Working Fluid Selection for Organic Rankine Cycle and Other Related Cycles
Imre, Attila R. (editor)
The world’s energy demand is still growing, partly due to the rising population, partly to increasing personal needs. This growing demand has to be met without increasing (or preferably, by decreasing) the environmental impact. One of the ways to do so is the use of existing low-temperature heat sources for producing electricity, such as using power plants based on the organic Rankine cycle (ORC) . In ORC power plants, instead of the traditional steam, the vapor of organic materials (with low boiling points) is used to turn heat to work and subsequently to electricity.
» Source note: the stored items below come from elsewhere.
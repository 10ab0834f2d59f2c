//! Property-based tests for the validity predicate.
//!
//! Starting from closed, valid seeds (the Bolza dummy points and a 7-vertex
//! torus), these tests check that:
//!
//! 1. **Relabeling invariance**: edge label values and face order do not matter
//! 2. **Verbosity independence**: verbose and terse validation always agree
//! 3. **Corruption detection**: clearing or redirecting one neighbor pointer,
//!    removing one face, or splitting one edge makes the triangulation invalid

use bolza::prelude::*;
use proptest::prelude::*;

/// Flat torus of genus 1, used as a second closed surface.
#[derive(Clone, Copy, Debug, Default)]
struct Torus;

impl TopologicalSpace for Torus {
    const DIM: usize = 2;

    fn kind(&self) -> TopologyKind {
        TopologyKind::Toroidal
    }

    fn allows_boundary(&self) -> bool {
        false
    }

    fn genus(&self) -> usize {
        1
    }
}

fn bolza_seed() -> SeedComplex {
    BolzaDummyPoints.seed_complex()
}

/// Möbius's 7-vertex torus.
fn torus_seed() -> SeedComplex {
    let triples: Vec<[usize; 3]> = (0..7)
        .flat_map(|i| [[i, (i + 1) % 7, (i + 3) % 7], [i, (i + 3) % 7, (i + 2) % 7]])
        .collect();
    SeedComplex::from_vertex_triples(7, &triples).unwrap()
}

fn seeded<S: TopologicalSpace>(space: S, seed: &SeedComplex) -> PeriodicHyperbolicTriangulation<S> {
    let mut tr = PeriodicHyperbolicTriangulation::with_space(space);
    tr.seed_with(seed).unwrap();
    tr
}

fn face_key_at<S: TopologicalSpace>(tr: &PeriodicHyperbolicTriangulation<S>, index: usize) -> FaceKey {
    tr.faces().nth(index).map(|(key, _)| key).unwrap()
}

/// Generates the validity properties for one closed seed.
macro_rules! test_validity_properties {
    ($name:ident, $space:expr, $seed:expr, $faces:literal) => {
        pastey::paste! {
            proptest! {
                /// Property: renaming edge labels injectively keeps the seed valid.
                #[test]
                fn [<prop_label_renaming_preserves_validity_ $name>](
                    offset in 0usize..1_000,
                    stride in 1usize..7,
                ) {
                    let mut seed = $seed;
                    for face in &mut seed.faces {
                        face.edges = face.edges.map(|label| offset + stride * label);
                    }
                    let tr = seeded($space, &seed);
                    prop_assert!(tr.is_valid(false));
                }

                /// Property: the order in which faces are inserted does not matter.
                #[test]
                fn [<prop_face_order_preserves_validity_ $name>](
                    faces in Just($seed.faces).prop_shuffle()
                ) {
                    let seed = SeedComplex { faces, ..$seed };
                    let tr = seeded($space, &seed);
                    prop_assert_eq!(tr.number_of_faces(), $faces);
                    prop_assert!(tr.is_valid(false));
                }

                /// Property: clearing one neighbor pointer is always detected.
                #[test]
                fn [<prop_cleared_neighbor_is_invalid_ $name>](
                    face_index in 0usize..$faces,
                    side in 0usize..3,
                ) {
                    let mut tr = seeded($space, &$seed);
                    let face_key = face_key_at(&tr, face_index);
                    tr.tds_mut().get_face_by_key_mut(face_key).unwrap().set_neighbor(side, None);

                    let verbose = tr.is_valid(true);
                    let terse = tr.is_valid(false);
                    prop_assert_eq!(verbose, terse);
                    prop_assert!(!terse);

                    let report = tr.validation_report(ValidationOptions::ALL).unwrap_err();
                    prop_assert!(report.contains(InvariantKind::NeighborConsistency));
                }

                /// Property: pointing a side at the wrong face is always detected.
                #[test]
                fn [<prop_redirected_neighbor_is_invalid_ $name>](
                    face_index in 0usize..$faces,
                    side in 0usize..3,
                    target_index in 0usize..$faces,
                ) {
                    let mut tr = seeded($space, &$seed);
                    let face_key = face_key_at(&tr, face_index);
                    let target = face_key_at(&tr, target_index);
                    let current = tr.tds().get_face_by_key(face_key).unwrap().neighbor(side);
                    prop_assume!(current != Some(target));

                    tr.tds_mut().get_face_by_key_mut(face_key).unwrap().set_neighbor(side, Some(target));

                    prop_assert_eq!(tr.is_valid(true), tr.is_valid(false));
                    prop_assert!(!tr.is_valid(false));
                }

                /// Property: removing any face opens three sides.
                #[test]
                fn [<prop_removed_face_is_invalid_ $name>](face_index in 0usize..$faces) {
                    let mut tr = seeded($space, &$seed);
                    let face_key = face_key_at(&tr, face_index);
                    prop_assert!(tr.tds_mut().remove_face_by_key(face_key).is_some());
                    tr.tds_mut().assign_incident_faces();

                    prop_assert_eq!(tr.number_of_faces(), $faces - 1);
                    prop_assert!(!tr.is_valid(false));
                    let report = tr.validation_report(ValidationOptions::ALL).unwrap_err();
                    prop_assert!(report.contains(InvariantKind::NeighborConsistency));
                }

                /// Property: splitting one edge into two open sides is detected
                /// while seeding still succeeds.
                #[test]
                fn [<prop_split_edge_is_invalid_ $name>](
                    face_index in 0usize..$faces,
                    side in 0usize..3,
                ) {
                    let mut seed = $seed;
                    seed.faces[face_index].edges[side] = usize::MAX;
                    let tr = seeded($space, &seed);

                    prop_assert_eq!(tr.number_of_edges(), seed.number_of_edges());
                    let report = tr.validation_report(ValidationOptions::ALL).unwrap_err();
                    prop_assert_eq!(report.kinds(), vec![InvariantKind::NeighborConsistency]);
                }
            }
        }
    };
}

test_validity_properties!(bolza, BolzaSurface, bolza_seed(), 32);
test_validity_properties!(torus, Torus, torus_seed(), 14);

#[test]
fn test_unmodified_seeds_are_valid() {
    assert!(seeded(BolzaSurface, &bolza_seed()).is_valid(false));
    assert!(seeded(Torus, &torus_seed()).is_valid(false));
    // Right combinatorics, wrong surface.
    assert!(!seeded(BolzaSurface, &torus_seed()).is_valid(false));
}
These units are usually less efficient than steam-based plants; therefore, they should be optimized to be technically and economically feasible. The selection of working fluid for a given heat source is crucial; a particular working fluid might be suitable to harvest energy from a 90 ℃ geothermal well but would show disappointing performance for well with a 80 ℃ head temperature. The ORC working fluid for a given heat source is usually selected from a handful of existing fluids by trial-and-error methods; in this collection, we demonstrate a more systematic method based on physical and chemical criteria.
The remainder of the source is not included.